= Educational theory of apprenticeship =

The apprentice perspective is an educational theory of apprenticeship concerning the process of learning through active participation in the practices of the desired skills, such as during workplace training. By working with other practitioners, an apprentice can learn the duties and skills associated with the position without formal teaching. In the process of training, apprentices also have the chance to specialize; as they are supervised, their specific talents and contributions within the field are taken into account and integrated into the overall practice.

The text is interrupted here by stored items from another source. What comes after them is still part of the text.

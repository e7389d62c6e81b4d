//! Node configuration: command-line flags, protocol constants, peer file.

use std::path::Path;
use std::time::Duration;

use clap::Parser;

use crate::error::NodeError;

/// Reward credited to the miner of every accepted block.
pub const BLOCK_REWARD: f64 = 1.0;

/// Required count of leading zero hash bytes for blocks carrying at least
/// one transaction or registration.
pub const BLOCK_DIFF: u8 = 1;

/// Required count of leading zero hash bytes for blocks with no payload.
/// Harder than [`BLOCK_DIFF`] so idle miners produce fewer throwaway blocks.
pub const EMPTY_BLOCK_DIFF: u8 = 2;

/// Upper bound on the number of blocks returned in a single sync reply.
pub const MAX_SYNC_BLOCKS: usize = 1000;

/// How long a sync slot stays reserved before a missing reply is given up on.
pub const SYNC_TIMEOUT: Duration = Duration::from_secs(60);

/// Interval between chain snapshots written to disk.
pub const PERSIST_INTERVAL: Duration = Duration::from_secs(10);

/// Default number of mining worker threads.
pub const DEFAULT_MINING_THREADS: usize = 4;

/// Path of the persisted wallet.
pub const WALLET_FILE: &str = "wallet.json";

/// Path of the persisted chain snapshot.
pub const CHAIN_FILE: &str = "blockchain.json";

#[derive(Debug, Clone, Parser)]
#[command(name = "sjcoin", version, about = "Peer-to-peer proof-of-work currency node")]
pub struct NodeConfig {
    /// Accept inbound peer connections on the relay port.
    #[arg(long = "relay-enable", default_value_t = false)]
    pub relay_enable: bool,

    /// TCP port for inbound peer connections.
    #[arg(long = "relay-port", default_value = "10505")]
    pub relay_port: String,

    /// Path to a JSON array of "host:port" peers to dial.
    #[arg(long = "peer-file", default_value = "peers.json")]
    pub peer_file: String,

    /// Mine blocks over the floating mempool.
    #[arg(long = "miner-enable", default_value_t = false)]
    pub miner_enable: bool,

    /// Do not rebroadcast blocks, transactions or registrations received
    /// from peers.
    #[arg(long, default_value_t = false)]
    pub local: bool,

    /// Number of mining worker threads.
    #[arg(long = "mining-threads", default_value_t = DEFAULT_MINING_THREADS)]
    pub mining_threads: usize,
}

/// Reads the peer list. A missing file is treated as an empty peer list so a
/// fresh node can start without one; a present but malformed file is an
/// error, since silently dialing nobody would look like a healthy start.
pub fn load_peer_file(path: &str) -> Result<Vec<String>, NodeError> {
    if !Path::new(path).exists() {
        return Ok(Vec::new());
    }
    let content = std::fs::read_to_string(path)?;
    let peers: Vec<String> = serde_json::from_str(&content)
        .map_err(|e| NodeError::Config(format!("malformed peer file {}: {}", path, e)))?;
    Ok(peers)
}

#[cfg(test)]
mod tests {
    use super::*;
    use std::io::Write;

    #[test]
    fn missing_peer_file_is_empty_list() {
        let dir = tempfile::tempdir().unwrap();
        let path = dir.path().join("peers.json");
        let peers = load_peer_file(path.to_str().unwrap()).unwrap();
        assert!(peers.is_empty());
    }

    #[test]
    fn reads_peer_list() {
        let dir = tempfile::tempdir().unwrap();
        let path = dir.path().join("peers.json");
        let mut f = std::fs::File::create(&path).unwrap();
        write!(f, r#"["10.0.0.1:10505", "10.0.0.2:10505"]"#).unwrap();

        let peers = load_peer_file(path.to_str().unwrap()).unwrap();
        assert_eq!(peers, vec!["10.0.0.1:10505", "10.0.0.2:10505"]);
    }

    #[test]
    fn malformed_peer_file_is_an_error() {
        let dir = tempfile::tempdir().unwrap();
        let path = dir.path().join("peers.json");
        std::fs::write(&path, "not json").unwrap();

        assert!(load_peer_file(path.to_str().unwrap()).is_err());
    }
}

The apprenticeship perspective can be used to teach a wide variety of procedures to students: for example, tying shoelaces, building a fire, and taking blood. It can also be used to train master practitioners in fields involving high complexity, numerous webs of interaction, or shifting environments demanding constant attention: for example, drivers' education, flight training, or sports training.

==Definition==
Apprenticeship learning has several formal definitions, including the following:

- According to Pratt (1998) the Apprenticeship Perspective involves the learner within an actual, physical context of practice.
- Apprentices work side by side with an expert in order to learn a specific task (Barab & Hay, 2001).
- Apprenticeships include: "(1) the development of learning contexts that model proficiency, (2) providing coaching and scaffolding as students become immersed in authentic activities, (3) independent practice so that students gain an appreciation of the use of domain-related principles across multiple contexts" (Barab & Hay, p. 72, 2001)
- Apprenticeship is a teaching method used by educators to teach students how to solve problems, understand tasks, perform specific tasks, and deal with difficult situations (Collins, Brown, and Newman 1989).
- Furthermore, apprenticeship learning can be a useful supplement for adult educators with other types of instruction (Brandt, Farmer Jr., & Buckmaster, 1993)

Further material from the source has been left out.